Joaquim Homs i Oller (/ca/; 21 or 22 August 1906 - 9 September 2003) was a Spanish composer.

Homs was born in Barcelona, and studied cello until 1922. Afterwards, he educated himself in composition before studying on and off with others from 1931 to 1938. From 1930 to 1936 he studied composition with Roberto Gerhard (Menéndez Aleyxandre and Pizà 2001).
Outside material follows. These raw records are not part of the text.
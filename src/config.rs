//! TOML configuration.
//!
//! Only `[db]` is required; every other section has defaults. See
//! `config/comex.example.toml` for an annotated example.

use anyhow::{Context, Result};
use comex_core::opportunity::EngineParams;
use comex_core::scoring::ScoreWeights;
use serde::Deserialize;
use std::path::{Path, PathBuf};

#[derive(Debug, Deserialize, Clone)]
pub struct Config {
    pub db: DbConfig,
    #[serde(default)]
    pub server: ServerConfig,
    #[serde(default)]
    pub scoring: ScoringConfig,
    #[serde(default)]
    pub classifier: ClassifierConfig,
    #[serde(default)]
    pub trade_data: Option<TradeDataConfig>,
}

#[derive(Debug, Deserialize, Clone)]
pub struct DbConfig {
    pub path: PathBuf,
}

#[derive(Debug, Deserialize, Clone)]
pub struct ServerConfig {
    #[serde(default = "default_bind")]
    pub bind: String,
}

impl Default for ServerConfig {
    fn default() -> Self {
        Self {
            bind: default_bind(),
        }
    }
}

fn default_bind() -> String {
    "127.0.0.1:8080".to_string()
}

#[derive(Debug, Deserialize, Clone)]
pub struct ScoringConfig {
    #[serde(default = "default_demand_weight")]
    pub demand_weight: f64,
    #[serde(default = "default_tariff_weight")]
    pub tariff_weight: f64,
    #[serde(default = "default_ease_weight")]
    pub ease_weight: f64,
    #[serde(default = "default_fob_price")]
    pub default_fob_price: f64,
    #[serde(default = "default_logistics_cost")]
    pub logistics_cost_estimate: f64,
    #[serde(default = "default_final_limit")]
    pub final_limit: usize,
}

impl Default for ScoringConfig {
    fn default() -> Self {
        Self {
            demand_weight: default_demand_weight(),
            tariff_weight: default_tariff_weight(),
            ease_weight: default_ease_weight(),
            default_fob_price: default_fob_price(),
            logistics_cost_estimate: default_logistics_cost(),
            final_limit: default_final_limit(),
        }
    }
}

fn default_demand_weight() -> f64 {
    0.4
}
fn default_tariff_weight() -> f64 {
    0.3
}
fn default_ease_weight() -> f64 {
    0.3
}
fn default_fob_price() -> f64 {
    10_000.0
}
fn default_logistics_cost() -> f64 {
    1_500.0
}
fn default_final_limit() -> usize {
    10
}

impl ScoringConfig {
    pub fn weights(&self) -> ScoreWeights {
        ScoreWeights {
            demand: self.demand_weight,
            tariff: self.tariff_weight,
            ease: self.ease_weight,
        }
    }

    pub fn engine_params(&self) -> EngineParams {
        EngineParams {
            weights: self.weights(),
        }
    }
}

#[derive(Debug, Deserialize, Clone)]
pub struct ClassifierConfig {
    #[serde(default = "default_classifier_provider")]
    pub provider: String,
    #[serde(default)]
    pub url: Option<String>,
    #[serde(default = "default_timeout_secs")]
    pub timeout_secs: u64,
}

impl Default for ClassifierConfig {
    fn default() -> Self {
        Self {
            provider: default_classifier_provider(),
            url: None,
            timeout_secs: default_timeout_secs(),
        }
    }
}

fn default_classifier_provider() -> String {
    "keyword".to_string()
}
fn default_timeout_secs() -> u64 {
    10
}

/// Remote trade-volume source queried before stored rows.
#[derive(Debug, Deserialize, Clone)]
pub struct TradeDataConfig {
    pub url: String,
    #[serde(default = "default_timeout_secs")]
    pub timeout_secs: u64,
}

impl Config {
    /// Config with defaults and the given database path. Used by tests and
    /// embedding applications that do not read a TOML file.
    pub fn minimal(db_path: impl Into<PathBuf>) -> Self {
        Self {
            db: DbConfig {
                path: db_path.into(),
            },
            server: ServerConfig::default(),
            scoring: ScoringConfig::default(),
            classifier: ClassifierConfig::default(),
            trade_data: None,
        }
    }

    pub fn validate(&self) -> Result<()> {
        self.scoring
            .weights()
            .validate()
            .context("invalid [scoring] weights")?;

        if self.scoring.final_limit < 1 {
            anyhow::bail!("scoring.final_limit must be >= 1");
        }
        if !(self.scoring.default_fob_price >= 0.0) {
            anyhow::bail!("scoring.default_fob_price must be >= 0");
        }
        if !(self.scoring.logistics_cost_estimate >= 0.0) {
            anyhow::bail!("scoring.logistics_cost_estimate must be >= 0");
        }

        match self.classifier.provider.as_str() {
            "keyword" => {}
            "remote" => {
                if self.classifier.url.is_none() {
                    anyhow::bail!("classifier.url must be specified when provider is 'remote'");
                }
            }
            other => anyhow::bail!(
                "Unknown classifier provider: '{}'. Must be keyword or remote.",
                other
            ),
        }

        if let Some(ref td) = self.trade_data {
            if td.url.trim().is_empty() {
                anyhow::bail!("trade_data.url must not be empty");
            }
        }

        Ok(())
    }
}

pub fn load_config(path: &Path) -> Result<Config> {
    let content = std::fs::read_to_string(path)
        .with_context(|| format!("Failed to read config file: {}", path.display()))?;

    let config: Config = toml::from_str(&content).with_context(|| "Failed to parse config file")?;
    config.validate()?;

    Ok(config)
}

#[cfg(test)]
mod tests {
    use super::*;

    fn parse(toml_str: &str) -> Result<Config> {
        let config: Config = toml::from_str(toml_str)?;
        config.validate()?;
        Ok(config)
    }

    #[test]
    fn test_minimal_config_uses_defaults() {
        let config = parse("[db]\npath = \"./data/comex.sqlite\"\n").unwrap();
        assert_eq!(config.server.bind, "127.0.0.1:8080");
        assert_eq!(config.scoring.weights(), ScoreWeights::default());
        assert_eq!(config.scoring.final_limit, 10);
        assert_eq!(config.classifier.provider, "keyword");
        assert!(config.trade_data.is_none());
    }

    #[test]
    fn test_weights_must_sum_to_one() {
        let err = parse(
            "[db]\npath = \"x.sqlite\"\n[scoring]\ndemand_weight = 0.5\ntariff_weight = 0.5\nease_weight = 0.5\n",
        )
        .unwrap_err();
        assert!(format!("{:#}", err).contains("sum to 1.0"));
    }

    #[test]
    fn test_custom_weights() {
        let config = parse(
            "[db]\npath = \"x.sqlite\"\n[scoring]\ndemand_weight = 0.6\ntariff_weight = 0.2\nease_weight = 0.2\n",
        )
        .unwrap();
        assert!((config.scoring.weights().demand - 0.6).abs() < 1e-9);
    }

    #[test]
    fn test_remote_classifier_requires_url() {
        let err = parse("[db]\npath = \"x.sqlite\"\n[classifier]\nprovider = \"remote\"\n").unwrap_err();
        assert!(err.to_string().contains("classifier.url"));
    }

    #[test]
    fn test_unknown_classifier_provider() {
        assert!(parse("[db]\npath = \"x.sqlite\"\n[classifier]\nprovider = \"magic\"\n").is_err());
    }

    #[test]
    fn test_negative_price_rejected() {
        assert!(parse("[db]\npath = \"x.sqlite\"\n[scoring]\ndefault_fob_price = -1.0\n").is_err());
    }

    #[test]
    fn test_trade_data_section() {
        let config = parse(
            "[db]\npath = \"x.sqlite\"\n[trade_data]\nurl = \"http://localhost:9000/trade\"\n",
        )
        .unwrap();
        let td = config.trade_data.unwrap();
        assert_eq!(td.url, "http://localhost:9000/trade");
        assert_eq!(td.timeout_secs, 10);
    }
}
He is regarded by one author as not just a Catalan, but also a Spanish composer (Menéndez Aleyxandre 1980), while another source names him only as Catalan (Menéndez Aleyxandre and Pizà 2001).

His early style was characterized by the use of free counterpoint, already moving towards atonality, and beginning in 1954 he began using twelve-tone technique. While his style remained loyal to modernism, his later works no longer adhered to strict twelve-note technique (Menéndez Aleyxandre and Pizà 2001).

He died at his home in Barcelona at the age of 97.

The personal papers of Joaquim Homs are preserved in the Biblioteca de Catalunya.

When asked by the British encyclopedia The World of Music in the mid-1950s what he considered to be his chief works, his answer was:

- Duet for Flute and Clarinet (1936)
- String Quartet No. 1 (1938)
- Violin sonata (1941)
- Sonata for oboe and bass clarinet (1942)
- Variations on a popular Catalonia theme (1943)
- String Quartets No. 2 (1949) and No. 3 (1950)
- Poem by J. Carner for voice and piano (1935)
- Four psalms for baritone and chamber orchestra (1939)
- Ten choral responses (1943)
- Choral Mass (1943)
- Rhymes for voice and piano (1950) (Anon. n.d.)